[EXERCISE REQUIREMENTS] Exactly as they stand, set down the following records once more.

[MATERIAL PROVIDED]
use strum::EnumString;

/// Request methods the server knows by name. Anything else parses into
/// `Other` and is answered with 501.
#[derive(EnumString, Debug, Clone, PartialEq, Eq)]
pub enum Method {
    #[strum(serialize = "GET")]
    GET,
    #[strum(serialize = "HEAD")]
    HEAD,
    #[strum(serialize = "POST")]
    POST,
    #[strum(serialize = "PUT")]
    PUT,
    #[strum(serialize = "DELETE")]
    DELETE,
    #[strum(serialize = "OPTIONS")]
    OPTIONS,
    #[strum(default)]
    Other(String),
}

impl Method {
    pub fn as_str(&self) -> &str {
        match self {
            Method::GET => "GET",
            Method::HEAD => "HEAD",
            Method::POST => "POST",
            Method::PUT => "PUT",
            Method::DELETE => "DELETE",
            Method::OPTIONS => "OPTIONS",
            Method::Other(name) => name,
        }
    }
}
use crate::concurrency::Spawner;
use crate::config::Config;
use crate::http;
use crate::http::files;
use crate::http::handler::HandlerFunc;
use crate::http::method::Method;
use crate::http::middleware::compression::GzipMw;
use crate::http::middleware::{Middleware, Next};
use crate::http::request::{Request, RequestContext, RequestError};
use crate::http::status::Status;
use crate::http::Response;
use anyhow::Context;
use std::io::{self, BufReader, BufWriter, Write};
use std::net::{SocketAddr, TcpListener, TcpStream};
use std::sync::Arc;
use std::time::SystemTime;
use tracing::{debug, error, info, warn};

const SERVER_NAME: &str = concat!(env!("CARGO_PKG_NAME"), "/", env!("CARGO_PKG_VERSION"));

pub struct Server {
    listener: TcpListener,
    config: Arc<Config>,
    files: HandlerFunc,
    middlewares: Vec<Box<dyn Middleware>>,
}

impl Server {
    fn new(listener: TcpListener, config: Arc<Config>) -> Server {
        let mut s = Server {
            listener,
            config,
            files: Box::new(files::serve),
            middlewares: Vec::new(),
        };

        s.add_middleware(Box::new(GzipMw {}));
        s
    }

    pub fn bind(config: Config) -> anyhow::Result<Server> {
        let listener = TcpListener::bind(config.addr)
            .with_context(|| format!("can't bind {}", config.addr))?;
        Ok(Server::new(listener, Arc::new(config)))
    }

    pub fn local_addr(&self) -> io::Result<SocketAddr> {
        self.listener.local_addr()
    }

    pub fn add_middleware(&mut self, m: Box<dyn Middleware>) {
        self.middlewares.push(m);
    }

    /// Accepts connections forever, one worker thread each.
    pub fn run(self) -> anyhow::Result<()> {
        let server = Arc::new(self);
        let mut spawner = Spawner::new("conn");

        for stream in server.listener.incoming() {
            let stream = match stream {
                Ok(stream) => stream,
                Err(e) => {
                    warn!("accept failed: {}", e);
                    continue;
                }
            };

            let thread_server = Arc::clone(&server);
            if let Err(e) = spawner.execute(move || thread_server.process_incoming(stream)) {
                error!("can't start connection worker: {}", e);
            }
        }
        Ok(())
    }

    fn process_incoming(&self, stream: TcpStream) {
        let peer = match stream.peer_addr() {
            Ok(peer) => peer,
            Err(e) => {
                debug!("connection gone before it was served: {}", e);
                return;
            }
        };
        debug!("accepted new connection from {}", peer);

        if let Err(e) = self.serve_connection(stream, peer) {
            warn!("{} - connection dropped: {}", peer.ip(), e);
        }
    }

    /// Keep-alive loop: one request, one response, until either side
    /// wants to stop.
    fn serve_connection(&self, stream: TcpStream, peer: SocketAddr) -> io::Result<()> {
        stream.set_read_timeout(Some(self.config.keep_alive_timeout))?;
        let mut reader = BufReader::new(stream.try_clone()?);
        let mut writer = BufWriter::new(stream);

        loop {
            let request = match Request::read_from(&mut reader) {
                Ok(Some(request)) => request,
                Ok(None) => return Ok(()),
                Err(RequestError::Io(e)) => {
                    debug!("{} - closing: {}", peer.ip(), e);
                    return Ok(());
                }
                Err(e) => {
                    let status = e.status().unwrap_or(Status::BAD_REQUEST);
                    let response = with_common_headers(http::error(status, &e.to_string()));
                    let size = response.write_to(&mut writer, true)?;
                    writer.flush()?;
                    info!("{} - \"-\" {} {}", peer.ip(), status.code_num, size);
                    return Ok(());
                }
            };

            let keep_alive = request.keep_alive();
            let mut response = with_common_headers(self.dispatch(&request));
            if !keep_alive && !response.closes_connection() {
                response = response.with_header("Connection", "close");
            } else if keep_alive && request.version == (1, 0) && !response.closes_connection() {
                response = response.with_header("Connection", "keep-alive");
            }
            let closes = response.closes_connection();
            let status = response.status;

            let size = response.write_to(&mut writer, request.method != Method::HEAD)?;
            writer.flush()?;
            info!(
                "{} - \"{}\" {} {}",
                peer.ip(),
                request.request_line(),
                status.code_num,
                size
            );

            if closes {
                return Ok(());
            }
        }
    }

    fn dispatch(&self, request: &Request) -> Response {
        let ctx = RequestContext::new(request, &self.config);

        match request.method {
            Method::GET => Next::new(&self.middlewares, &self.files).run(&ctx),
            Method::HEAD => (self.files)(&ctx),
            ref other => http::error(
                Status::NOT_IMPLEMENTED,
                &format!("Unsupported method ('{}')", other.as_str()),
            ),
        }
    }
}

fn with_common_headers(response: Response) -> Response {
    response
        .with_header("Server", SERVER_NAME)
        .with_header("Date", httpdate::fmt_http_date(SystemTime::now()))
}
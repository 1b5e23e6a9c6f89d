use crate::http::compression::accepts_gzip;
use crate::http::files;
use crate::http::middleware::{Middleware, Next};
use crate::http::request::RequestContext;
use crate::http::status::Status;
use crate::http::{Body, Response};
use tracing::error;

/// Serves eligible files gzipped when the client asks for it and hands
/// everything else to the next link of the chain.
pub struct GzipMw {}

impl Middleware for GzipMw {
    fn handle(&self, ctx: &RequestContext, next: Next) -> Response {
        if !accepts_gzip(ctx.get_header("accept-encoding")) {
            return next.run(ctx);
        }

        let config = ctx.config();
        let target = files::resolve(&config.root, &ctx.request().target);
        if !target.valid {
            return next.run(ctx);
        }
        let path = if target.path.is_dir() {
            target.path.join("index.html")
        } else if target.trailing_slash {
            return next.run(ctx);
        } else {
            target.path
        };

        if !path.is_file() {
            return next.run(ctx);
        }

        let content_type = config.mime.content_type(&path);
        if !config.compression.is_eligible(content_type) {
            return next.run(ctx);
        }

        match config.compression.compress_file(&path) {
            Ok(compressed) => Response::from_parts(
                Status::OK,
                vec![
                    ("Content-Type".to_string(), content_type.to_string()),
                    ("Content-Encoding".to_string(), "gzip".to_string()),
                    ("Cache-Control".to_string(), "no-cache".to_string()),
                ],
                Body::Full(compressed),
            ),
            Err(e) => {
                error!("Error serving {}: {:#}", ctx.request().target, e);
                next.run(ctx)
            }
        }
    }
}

[SOLUTION TO THIS EXERCISE]
use strum::EnumString;

/// Request methods the server knows by name. Anything else parses into
/// `Other` and is answered with 501.
#[derive(EnumString, Debug, Clone, PartialEq, Eq)]
pub enum Method {
    #[strum(serialize = "GET")]
    GET,
    #[strum(serialize = "HEAD")]
    HEAD,
    #[strum(serialize = "POST")]
    POST,
    #[strum(serialize = "PUT")]
    PUT,
    #[strum(serialize = "DELETE")]
    DELETE,
    #[strum(serialize = "OPTIONS")]
    OPTIONS,
    #[strum(default)]
    Other(String),
}

impl Method {
    pub fn as_str(&self) -> &str {
        match self {
            Method::GET => "GET",
            Method::HEAD => "HEAD",
            Method::POST => "POST",
            Method::PUT => "PUT",
            Method::DELETE => "DELETE",
            Method::OPTIONS => "OPTIONS",
            Method::Other(name) => name,
        }
    }
}
use crate::concurrency::Spawner;
use crate::config::Config;
use crate::http;
use crate::http::files;
use crate::http::handler::HandlerFunc;
use crate::http::method::Method;
use crate::http::middleware::compression::GzipMw;
use crate::http::middleware::{Middleware, Next};
use crate::http::request::{Request, RequestContext, RequestError};
use crate::http::status::Status;
use crate::http::Response;
use anyhow::Context;
use std::io::{self, BufReader, BufWriter, Write};
use std::net::{SocketAddr, TcpListener, TcpStream};
use std::sync::Arc;
use std::time::SystemTime;
use tracing::{debug, error, info, warn};

const SERVER_NAME: &str = concat!(env!("CARGO_PKG_NAME"), "/", env!("CARGO_PKG_VERSION"));

pub struct Server {
    listener: TcpListener,
    config: Arc<Config>,
    files: HandlerFunc,
    middlewares: Vec<Box<dyn Middleware>>,
}

impl Server {
    fn new(listener: TcpListener, config: Arc<Config>) -> Server {
        let mut s = Server {
            listener,
            config,
            files: Box::new(files::serve),
            middlewares: Vec::new(),
        };

        s.add_middleware(Box::new(GzipMw {}));
        s
    }

    pub fn bind(config: Config) -> anyhow::Result<Server> {
        let listener = TcpListener::bind(config.addr)
            .with_context(|| format!("can't bind {}", config.addr))?;
        Ok(Server::new(listener, Arc::new(config)))
    }

    pub fn local_addr(&self) -> io::Result<SocketAddr> {
        self.listener.local_addr()
    }

    pub fn add_middleware(&mut self, m: Box<dyn Middleware>) {
        self.middlewares.push(m);
    }

    /// Accepts connections forever, one worker thread each.
    pub fn run(self) -> anyhow::Result<()> {
        let server = Arc::new(self);
        let mut spawner = Spawner::new("conn");

        for stream in server.listener.incoming() {
            let stream = match stream {
                Ok(stream) => stream,
                Err(e) => {
                    warn!("accept failed: {}", e);
                    continue;
                }
            };

            let thread_server = Arc::clone(&server);
            if let Err(e) = spawner.execute(move || thread_server.process_incoming(stream)) {
                error!("can't start connection worker: {}", e);
            }
        }
        Ok(())
    }

    fn process_incoming(&self, stream: TcpStream) {
        let peer = match stream.peer_addr() {
            Ok(peer) => peer,
            Err(e) => {
                debug!("connection gone before it was served: {}", e);
                return;
            }
        };
        debug!("accepted new connection from {}", peer);

        if let Err(e) = self.serve_connection(stream, peer) {
            warn!("{} - connection dropped: {}", peer.ip(), e);
        }
    }

    /// Keep-alive loop: one request, one response, until either side
    /// wants to stop.
    fn serve_connection(&self, stream: TcpStream, peer: SocketAddr) -> io::Result<()> {
        stream.set_read_timeout(Some(self.config.keep_alive_timeout))?;
        let mut reader = BufReader::new(stream.try_clone()?);
        let mut writer = BufWriter::new(stream);

        loop {
            let request = match Request::read_from(&mut reader) {
                Ok(Some(request)) => request,
                Ok(None) => return Ok(()),
                Err(RequestError::Io(e)) => {
                    debug!("{} - closing: {}", peer.ip(), e);
                    return Ok(());
                }
                Err(e) => {
                    let status = e.status().unwrap_or(Status::BAD_REQUEST);
                    let response = with_common_headers(http::error(status, &e.to_string()));
                    let size = response.write_to(&mut writer, true)?;
                    writer.flush()?;
                    info!("{} - \"-\" {} {}", peer.ip(), status.code_num, size);
                    return Ok(());
                }
            };

            let keep_alive = request.keep_alive();
            let mut response = with_common_headers(self.dispatch(&request));
            if !keep_alive && !response.closes_connection() {
                response = response.with_header("Connection", "close");
            } else if keep_alive && request.version == (1, 0) && !response.closes_connection() {
                response = response.with_header("Connection", "keep-alive");
            }
            let closes = response.closes_connection();
            let status = response.status;

            let size = response.write_to(&mut writer, request.method != Method::HEAD)?;
            writer.flush()?;
            info!(
                "{} - \"{}\" {} {}",
                peer.ip(),
                request.request_line(),
                status.code_num,
                size
            );

            if closes {
                return Ok(());
            }
        }
    }

    fn dispatch(&self, request: &Request) -> Response {
        let ctx = RequestContext::new(request, &self.config);

        match request.method {
            Method::GET => Next::new(&self.middlewares, &self.files).run(&ctx),
            Method::HEAD => (self.files)(&ctx),
            ref other => http::error(
                Status::NOT_IMPLEMENTED,
                &format!("Unsupported method ('{}')", other.as_str()),
            ),
        }
    }
}

fn with_common_headers(response: Response) -> Response {
    response
        .with_header("Server", SERVER_NAME)
        .with_header("Date", httpdate::fmt_http_date(SystemTime::now()))
}
repository 1b5e23e6a9c6f89d
use crate::http::compression::accepts_gzip;
use crate::http::files;
use crate::http::middleware::{Middleware, Next};
use crate::http::request::RequestContext;
use crate::http::status::Status;
use crate::http::{Body, Response};
use tracing::error;

/// Serves eligible files gzipped when the client asks for it and hands
/// everything else to the next link of the chain.
pub struct GzipMw {}

impl Middleware for GzipMw {
    fn handle(&self, ctx: &RequestContext, next: Next) -> Response {
        if !accepts_gzip(ctx.get_header("accept-encoding")) {
            return next.run(ctx);
        }

        let config = ctx.config();
        let target = files::resolve(&config.root, &ctx.request().target);
        if !target.valid {
            return next.run(ctx);
        }
        let path = if target.path.is_dir() {
            target.path.join("index.html")
        } else if target.trailing_slash {
            return next.run(ctx);
        } else {
            target.path
        };

        if !path.is_file() {
            return next.run(ctx);
        }

        let content_type = config.mime.content_type(&path);
        if !config.compression.is_eligible(content_type) {
            return next.run(ctx);
        }

        match config.compression.compress_file(&path) {
            Ok(compressed) => Response::from_parts(
                Status::OK,
                vec![
                    ("Content-Type".to_string(), content_type.to_string()),
                    ("Content-Encoding".to_string(), "gzip".to_string()),
                    ("Cache-Control".to_string(), "no-cache".to_string()),
                ],
                Body::Full(compressed),
            ),
            Err(e) => {
                error!("Error serving {}: {:#}", ctx.request().target, e);
                next.run(ctx)
            }
        }
    }
}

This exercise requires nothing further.